Here’s a letter that I sent yesterday to the Wall Street Journal:
David Henderson rightly laments that “that mainstream economics has become highly mathematical and increasingly independent from reality” (“A Nobel for Practical Economics,” Oct. 13). And he also rightly hopes that the award of this year’s Nobel Prize in Economics to Elinor Ostrom and Oliver Williamson – economists who “do the time-consuming work of examining the institutional structures that humans build to solve their own real-world problems” – will help to break the profession’s enchantment with formal mathematical modeling.
That this enchantment is overly strong is revealed by William Baumol’s 1986 review of Williamson’s magnum opus, The Economic Institutions of Capitalism.

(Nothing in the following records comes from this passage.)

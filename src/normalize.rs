//! The normalizer: arbitrary raw payload → canonical [`ChartViewModel`].
//!
//! One pass, no side effects. Individual malformed planet records are
//! filled with safe defaults and logged; normalization only fails
//! outright when the payload carries nothing recognizable at all.

use serde_json::Value;

use crate::errors::{ChartDiagnostic, MissingChartData};
use crate::log::{debug, warn};
use crate::model::{
    ChartViewModel, Methodology, MethodologyExtension, ParasharaExtension, PlanetRecord,
};
use crate::payload::{AscendantField, LegacyPayload, MultiPayload, Payload, PlanetsField};
use crate::tables;

/// Converts a raw JSON payload into the canonical view model.
///
/// Returns [`MissingChartData`] when neither a methodology bundle nor
/// usable `ascendant`/`planets` fields are present; callers check this
/// value explicitly and show a full-page regenerate state.
pub fn normalize(raw: &Value) -> Result<ChartViewModel, MissingChartData> {
    match Payload::detect(raw) {
        Payload::Multi(multi) => normalize_multi(multi),
        Payload::Legacy(legacy) => {
            let methodology = legacy
                .methodology
                .as_deref()
                .map(Methodology::parse)
                .unwrap_or_default();
            normalize_legacy(&legacy, methodology)
        }
    }
}

/// Extracts the selected sub-bundle, normalizes it as a legacy payload,
/// then attaches the full bundle so switching needs no round trip.
fn normalize_multi(multi: MultiPayload) -> Result<ChartViewModel, MissingChartData> {
    let selected = multi.selected_methodology.as_str();
    let Some(bundle) = multi.methodologies.get(selected) else {
        warn!("selected methodology {selected} missing from bundle");
        return Err(MissingChartData);
    };
    let legacy = LegacyPayload::from_value(bundle);
    let mut model = normalize_legacy(&legacy, Methodology::parse(selected))?;
    model.calculation_summary = multi.calculation_summary.clone();
    model.methodology_bundle = Some(multi.methodologies);
    Ok(model)
}

/// Normalizes one legacy-shaped payload (a top-level legacy document or
/// one sub-bundle of a multi-methodology payload).
pub(crate) fn normalize_legacy(
    legacy: &LegacyPayload,
    methodology: Methodology,
) -> Result<ChartViewModel, MissingChartData> {
    let ascendant_raw = match &legacy.ascendant {
        Some(AscendantField::Degrees(deg)) => Some(*deg),
        Some(AscendantField::Object(obj)) => {
            Some(obj.sidereal_longitude.or(obj.tropical_longitude).unwrap_or(0.0))
        }
        Some(AscendantField::Unusable(_)) | None => None,
    };
    let has_planets = matches!(
        &legacy.planets,
        Some(PlanetsField::List(_) | PlanetsField::Map(_))
    );
    if ascendant_raw.is_none() && !has_planets {
        return Err(MissingChartData);
    }

    let ascendant = wrap_degrees(ascendant_raw.unwrap_or(0.0));
    let ascendant_sign = match (&legacy.ascendant_sign, &legacy.ascendant) {
        (Some(sign), _) if !sign.is_empty() => sign.clone(),
        (_, Some(AscendantField::Object(obj))) if obj.sign_number.is_some() => {
            tables::sign_name(obj.sign_number.unwrap_or(0)).to_string()
        }
        _ => tables::sign_name_for_longitude(ascendant).to_string(),
    };

    let planets = normalize_planets(legacy.planets.as_ref());
    debug!(
        "normalized {} planets for {methodology}, ascendant {ascendant}",
        planets.len()
    );

    let extensions = extensions_for(legacy, &methodology);
    Ok(ChartViewModel {
        ascendant,
        ascendant_sign,
        planets,
        houses: legacy.houses_vec(),
        ayanamsha_value: legacy.ayanamsha_value.unwrap_or(0.0),
        active_methodology: methodology,
        birth_info: legacy.birth_info.clone(),
        calculation_summary: None,
        methodology_bundle: None,
        extensions,
    })
}

fn normalize_planets(planets: Option<&PlanetsField>) -> Vec<PlanetRecord> {
    let mut records: Vec<PlanetRecord> = Vec::new();
    let mut push_unique = |record: PlanetRecord, records: &mut Vec<PlanetRecord>| {
        if records.iter().any(|existing| existing.name == record.name) {
            warn!("duplicate planet record for {}, keeping first", record.name);
        } else {
            records.push(record);
        }
    };

    match planets {
        Some(PlanetsField::Map(map)) => {
            for (name, entry) in map {
                push_unique(planet_from_entry(name.clone(), entry), &mut records);
            }
        }
        Some(PlanetsField::List(entries)) => {
            for (index, entry) in entries.iter().enumerate() {
                let Some(name) = entry.get("name").and_then(Value::as_str) else {
                    let diag = ChartDiagnostic::MalformedPlanetRecord {
                        planet: format!("entry {index}"),
                        detail: "record has no name".to_string(),
                    };
                    warn!("{diag}, skipping");
                    continue;
                };
                push_unique(planet_from_entry(name.to_string(), entry), &mut records);
            }
        }
        Some(PlanetsField::Unusable(_)) | None => {}
    }
    records
}

/// Builds one canonical record from a raw entry, filling safe defaults
/// for missing fields (`pada=1`, `retrograde=false`, `longitude=0`) and
/// deriving sign and nakshatra names by table lookup.
fn planet_from_entry(name: String, entry: &Value) -> PlanetRecord {
    let longitude = wrap_degrees(
        f64_field(entry, "sidereal_longitude")
            .or_else(|| f64_field(entry, "longitude"))
            .unwrap_or(0.0),
    );
    let sign = match i64_field(entry, "sign_number") {
        Some(number) => tables::sign_name(number).to_string(),
        None => match str_field(entry, "sign") {
            Some(sign) => sign,
            None => {
                let diag = ChartDiagnostic::MalformedPlanetRecord {
                    planet: name.clone(),
                    detail: "neither sign_number nor sign present".to_string(),
                };
                warn!("{diag}, deriving sign from longitude");
                tables::sign_name_for_longitude(longitude).to_string()
            }
        },
    };
    let nakshatra = match i64_field(entry, "nakshatra_number") {
        Some(number) => tables::nakshatra_name(number).to_string(),
        None => match str_field(entry, "nakshatra") {
            Some(nakshatra) => nakshatra,
            None => tables::nakshatra_name_for_longitude(longitude).to_string(),
        },
    };

    PlanetRecord {
        name,
        sign,
        degree_in_sign: f64_field(entry, "degree_in_sign").unwrap_or(0.0),
        nakshatra,
        pada: u8_field(entry, "pada").unwrap_or(1),
        retrograde: entry
            .get("retrograde")
            .and_then(Value::as_bool)
            .unwrap_or(false),
        longitude,
        house: u8_field(entry, "house"),
        sub_lord: str_field(entry, "sub_lord"),
        star_lord: str_field(entry, "star_lord"),
        sub_sub_lord: str_field(entry, "sub_sub_lord"),
    }
}

/// Selects exactly the extension variant matching the methodology.
/// Errored sub-bundles normalize to the unavailable marker so the UI
/// shows a section-local error next to still-usable base fields.
fn extensions_for(legacy: &LegacyPayload, methodology: &Methodology) -> MethodologyExtension {
    if legacy.is_errored() {
        return MethodologyExtension::Unavailable {
            requested: methodology.clone(),
            message: legacy.error_message.clone(),
        };
    }
    match methodology {
        Methodology::Parashara => {
            let ext = ParasharaExtension {
                current_dasha: legacy.current_dasha.clone(),
                dasha_timeline: legacy.dasha_timeline.clone(),
                dasha_navigator: legacy.dasha_navigator.clone(),
                divisional_charts: legacy.divisional_charts.clone(),
                yogas: legacy.yogas.clone(),
                aspects: legacy.aspects.clone(),
                aspect_summary: legacy.aspect_summary.clone(),
                shadbala: legacy.shadbala.clone(),
                planetary_relationships: legacy.planetary_relationships.clone(),
                ashtakavarga: legacy.ashtakavarga.clone(),
            };
            if ext.is_empty() {
                MethodologyExtension::None
            } else {
                MethodologyExtension::Parashara(ext)
            }
        }
        Methodology::Kp => legacy
            .kp_data
            .clone()
            .map(|kp_data| MethodologyExtension::Kp { kp_data })
            .unwrap_or_default(),
        Methodology::Jaimini => legacy
            .jaimini_data
            .clone()
            .map(|jaimini_data| MethodologyExtension::Jaimini { jaimini_data })
            .unwrap_or_default(),
        Methodology::Western => legacy
            .western_data
            .clone()
            .map(|western_data| MethodologyExtension::Western { western_data })
            .unwrap_or_default(),
        Methodology::Other(_) => MethodologyExtension::None,
    }
}

/// Clamps a raw degree value into [0,360), treating non-finite input
/// as zero so NaN can never reach the projection engine.
fn wrap_degrees(value: f64) -> f64 {
    if !value.is_finite() {
        warn!("non-finite longitude {value}, defaulting to 0");
        return 0.0;
    }
    value.rem_euclid(360.0)
}

fn f64_field(entry: &Value, key: &str) -> Option<f64> {
    entry.get(key).and_then(Value::as_f64)
}

fn i64_field(entry: &Value, key: &str) -> Option<i64> {
    entry.get(key).and_then(Value::as_i64)
}

fn u8_field(entry: &Value, key: &str) -> Option<u8> {
    entry
        .get(key)
        .and_then(Value::as_u64)
        .and_then(|n| u8::try_from(n).ok())
}

fn str_field(entry: &Value, key: &str) -> Option<String> {
    entry
        .get(key)
        .and_then(Value::as_str)
        .map(str::to_string)
}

Although Baumol praised the book as a path-breaking contribution, he regretted that it offers no formal models. But, observed Baumol, the “absence [of formal models] is not to be ascribed to the inability on the part of the author, who in the past has shown himself to be a master of the pertinent techniques.”*
There you have it. Williamson’s book is wonderful – and apparently more trustworthy because its author knows math. But, by golly!, wouldn’t the book have been even better if it were formalized?
I, for one, learned far more from any one of Williamson’s non-formalized works than I have from any 100 formal models.
Sincerely,
Donald J. Boudreaux* William J. Baumol, “Review: Williamson’s The Economic Institutions of Capitalism,” Rand Journal of Economics, Vol. 17 (Summer 1986), pp. 279-286. The quotation in the letter is found on page 285.